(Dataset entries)
━━━━━━━━

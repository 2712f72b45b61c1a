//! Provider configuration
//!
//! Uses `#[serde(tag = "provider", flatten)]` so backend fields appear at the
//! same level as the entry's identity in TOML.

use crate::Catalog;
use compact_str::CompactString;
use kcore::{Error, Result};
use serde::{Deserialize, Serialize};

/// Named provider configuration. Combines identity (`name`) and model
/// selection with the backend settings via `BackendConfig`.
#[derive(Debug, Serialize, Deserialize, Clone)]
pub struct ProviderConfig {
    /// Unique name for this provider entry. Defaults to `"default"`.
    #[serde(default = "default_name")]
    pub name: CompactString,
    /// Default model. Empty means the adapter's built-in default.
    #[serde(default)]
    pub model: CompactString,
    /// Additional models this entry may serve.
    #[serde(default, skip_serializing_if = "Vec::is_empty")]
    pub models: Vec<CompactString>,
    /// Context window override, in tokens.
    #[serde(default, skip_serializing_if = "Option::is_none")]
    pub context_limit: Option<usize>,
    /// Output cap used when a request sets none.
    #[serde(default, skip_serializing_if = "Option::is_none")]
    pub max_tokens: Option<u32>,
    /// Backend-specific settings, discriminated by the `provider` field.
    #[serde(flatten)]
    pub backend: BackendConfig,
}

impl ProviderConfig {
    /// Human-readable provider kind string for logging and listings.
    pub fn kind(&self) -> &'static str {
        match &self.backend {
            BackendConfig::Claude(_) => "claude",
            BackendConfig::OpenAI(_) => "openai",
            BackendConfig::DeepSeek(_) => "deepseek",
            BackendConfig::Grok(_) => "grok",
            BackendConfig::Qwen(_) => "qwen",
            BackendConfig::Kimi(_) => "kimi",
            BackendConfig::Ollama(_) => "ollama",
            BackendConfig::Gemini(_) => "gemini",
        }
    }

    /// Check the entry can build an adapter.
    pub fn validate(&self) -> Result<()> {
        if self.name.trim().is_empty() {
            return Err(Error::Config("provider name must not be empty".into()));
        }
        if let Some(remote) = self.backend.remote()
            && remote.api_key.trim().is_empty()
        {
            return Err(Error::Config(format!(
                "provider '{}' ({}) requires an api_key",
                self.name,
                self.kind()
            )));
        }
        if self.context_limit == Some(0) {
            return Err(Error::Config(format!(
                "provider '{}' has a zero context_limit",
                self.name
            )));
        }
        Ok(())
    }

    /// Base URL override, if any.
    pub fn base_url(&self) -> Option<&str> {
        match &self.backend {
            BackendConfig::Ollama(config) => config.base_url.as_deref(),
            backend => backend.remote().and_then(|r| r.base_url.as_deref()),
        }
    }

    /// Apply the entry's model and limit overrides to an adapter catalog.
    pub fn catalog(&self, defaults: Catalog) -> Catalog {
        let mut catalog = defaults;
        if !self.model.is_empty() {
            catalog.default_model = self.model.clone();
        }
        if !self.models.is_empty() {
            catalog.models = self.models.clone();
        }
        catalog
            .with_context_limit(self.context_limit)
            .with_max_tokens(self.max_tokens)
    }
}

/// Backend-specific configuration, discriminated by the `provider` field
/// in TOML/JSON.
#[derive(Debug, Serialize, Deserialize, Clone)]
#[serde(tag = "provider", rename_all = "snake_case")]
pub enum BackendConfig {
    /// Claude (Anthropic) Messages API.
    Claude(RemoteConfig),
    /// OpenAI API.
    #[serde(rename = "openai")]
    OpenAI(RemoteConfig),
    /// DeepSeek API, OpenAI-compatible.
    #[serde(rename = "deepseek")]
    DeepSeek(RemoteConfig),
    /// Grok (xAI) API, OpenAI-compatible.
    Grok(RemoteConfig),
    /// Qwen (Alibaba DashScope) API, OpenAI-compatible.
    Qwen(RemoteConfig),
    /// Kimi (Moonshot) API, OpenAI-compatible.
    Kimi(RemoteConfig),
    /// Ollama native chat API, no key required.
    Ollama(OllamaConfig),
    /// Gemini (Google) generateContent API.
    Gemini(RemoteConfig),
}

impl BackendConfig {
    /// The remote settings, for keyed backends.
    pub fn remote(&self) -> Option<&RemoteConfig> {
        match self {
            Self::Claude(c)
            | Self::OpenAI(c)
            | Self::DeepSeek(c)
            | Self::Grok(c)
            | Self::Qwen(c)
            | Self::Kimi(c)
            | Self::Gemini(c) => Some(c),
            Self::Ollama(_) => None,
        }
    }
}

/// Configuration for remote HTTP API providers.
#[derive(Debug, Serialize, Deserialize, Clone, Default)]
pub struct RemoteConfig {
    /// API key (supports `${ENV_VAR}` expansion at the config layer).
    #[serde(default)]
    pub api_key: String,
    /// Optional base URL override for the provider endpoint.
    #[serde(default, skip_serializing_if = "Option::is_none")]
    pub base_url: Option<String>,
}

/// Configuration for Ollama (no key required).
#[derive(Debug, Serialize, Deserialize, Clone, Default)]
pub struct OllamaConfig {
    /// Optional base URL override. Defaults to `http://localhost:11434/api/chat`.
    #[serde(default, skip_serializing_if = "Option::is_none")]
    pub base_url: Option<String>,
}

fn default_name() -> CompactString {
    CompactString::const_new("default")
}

━━━━━━━━

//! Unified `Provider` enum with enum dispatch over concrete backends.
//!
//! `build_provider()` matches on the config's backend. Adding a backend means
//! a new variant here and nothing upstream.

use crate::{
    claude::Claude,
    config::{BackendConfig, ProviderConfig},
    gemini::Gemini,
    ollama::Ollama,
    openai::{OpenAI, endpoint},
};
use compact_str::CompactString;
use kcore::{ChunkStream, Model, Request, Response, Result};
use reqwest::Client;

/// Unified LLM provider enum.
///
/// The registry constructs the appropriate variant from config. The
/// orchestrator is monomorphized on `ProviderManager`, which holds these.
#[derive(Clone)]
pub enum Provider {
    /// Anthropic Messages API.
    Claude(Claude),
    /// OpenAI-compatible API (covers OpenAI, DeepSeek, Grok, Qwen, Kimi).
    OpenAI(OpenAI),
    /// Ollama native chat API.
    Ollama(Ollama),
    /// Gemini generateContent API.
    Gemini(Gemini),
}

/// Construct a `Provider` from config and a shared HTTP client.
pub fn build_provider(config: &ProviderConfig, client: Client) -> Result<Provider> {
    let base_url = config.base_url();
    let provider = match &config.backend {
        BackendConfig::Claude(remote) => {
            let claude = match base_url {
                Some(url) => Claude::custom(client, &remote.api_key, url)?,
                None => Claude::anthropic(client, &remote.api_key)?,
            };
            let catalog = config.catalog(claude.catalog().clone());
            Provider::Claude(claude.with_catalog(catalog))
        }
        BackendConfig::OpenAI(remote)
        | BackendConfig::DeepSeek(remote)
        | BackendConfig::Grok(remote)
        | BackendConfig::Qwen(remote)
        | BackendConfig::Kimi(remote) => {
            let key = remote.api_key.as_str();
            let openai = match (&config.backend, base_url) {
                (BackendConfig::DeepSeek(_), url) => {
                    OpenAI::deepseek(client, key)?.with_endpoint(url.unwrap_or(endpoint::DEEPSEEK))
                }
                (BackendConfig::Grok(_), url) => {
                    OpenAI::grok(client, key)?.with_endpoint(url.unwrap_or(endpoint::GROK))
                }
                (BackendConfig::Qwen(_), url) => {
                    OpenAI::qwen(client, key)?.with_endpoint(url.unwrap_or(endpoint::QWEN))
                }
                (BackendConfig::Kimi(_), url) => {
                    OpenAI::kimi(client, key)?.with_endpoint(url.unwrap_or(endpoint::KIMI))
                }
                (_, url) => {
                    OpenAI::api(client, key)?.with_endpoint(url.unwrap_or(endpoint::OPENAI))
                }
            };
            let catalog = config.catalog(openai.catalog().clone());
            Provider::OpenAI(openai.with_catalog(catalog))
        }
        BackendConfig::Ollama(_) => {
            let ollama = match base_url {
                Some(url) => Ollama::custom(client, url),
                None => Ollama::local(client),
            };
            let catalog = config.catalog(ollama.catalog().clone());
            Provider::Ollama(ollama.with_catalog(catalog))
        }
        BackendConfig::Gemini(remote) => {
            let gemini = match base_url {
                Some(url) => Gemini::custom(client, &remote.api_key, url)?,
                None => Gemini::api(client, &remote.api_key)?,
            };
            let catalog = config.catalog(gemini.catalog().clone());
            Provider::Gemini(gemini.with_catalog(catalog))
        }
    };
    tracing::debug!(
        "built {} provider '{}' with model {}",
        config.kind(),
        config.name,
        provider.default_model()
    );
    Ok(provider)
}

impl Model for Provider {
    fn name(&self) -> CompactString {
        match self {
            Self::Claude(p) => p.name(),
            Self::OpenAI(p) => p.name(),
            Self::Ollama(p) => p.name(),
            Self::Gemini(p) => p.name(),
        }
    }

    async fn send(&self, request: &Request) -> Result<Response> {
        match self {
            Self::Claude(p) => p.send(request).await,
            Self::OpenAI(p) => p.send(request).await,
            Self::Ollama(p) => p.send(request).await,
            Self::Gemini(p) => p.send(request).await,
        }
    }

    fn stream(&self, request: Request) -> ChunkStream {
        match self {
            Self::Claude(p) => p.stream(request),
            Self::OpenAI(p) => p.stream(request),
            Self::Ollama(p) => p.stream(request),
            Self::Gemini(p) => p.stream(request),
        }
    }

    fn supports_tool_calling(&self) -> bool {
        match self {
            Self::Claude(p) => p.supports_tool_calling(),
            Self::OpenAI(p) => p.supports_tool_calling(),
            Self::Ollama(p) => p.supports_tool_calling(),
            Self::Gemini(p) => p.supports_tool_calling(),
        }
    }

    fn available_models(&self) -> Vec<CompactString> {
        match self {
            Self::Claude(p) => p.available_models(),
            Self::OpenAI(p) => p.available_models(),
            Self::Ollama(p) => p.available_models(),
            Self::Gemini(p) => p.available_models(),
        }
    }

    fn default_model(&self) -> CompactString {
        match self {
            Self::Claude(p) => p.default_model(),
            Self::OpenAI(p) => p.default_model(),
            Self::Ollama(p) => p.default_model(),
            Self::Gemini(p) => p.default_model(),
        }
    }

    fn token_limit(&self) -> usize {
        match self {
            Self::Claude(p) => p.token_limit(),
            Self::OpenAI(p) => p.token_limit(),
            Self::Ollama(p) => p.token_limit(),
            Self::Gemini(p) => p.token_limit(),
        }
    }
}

━━━━━━━━

■ **What is required**
Among the entries above, find the line with "appear at the" and the line with "Named provider configuration."; give again exactly these two lines and all lines between them.

■ **Problem solution**
//! Uses `#[serde(tag = "provider", flatten)]` so backend fields appear at the
//! same level as the entry's identity in TOML.

use crate::Catalog;
use compact_str::CompactString;
use kcore::{Error, Result};
use serde::{Deserialize, Serialize};

/// Named provider configuration. Combines identity (`name`) and model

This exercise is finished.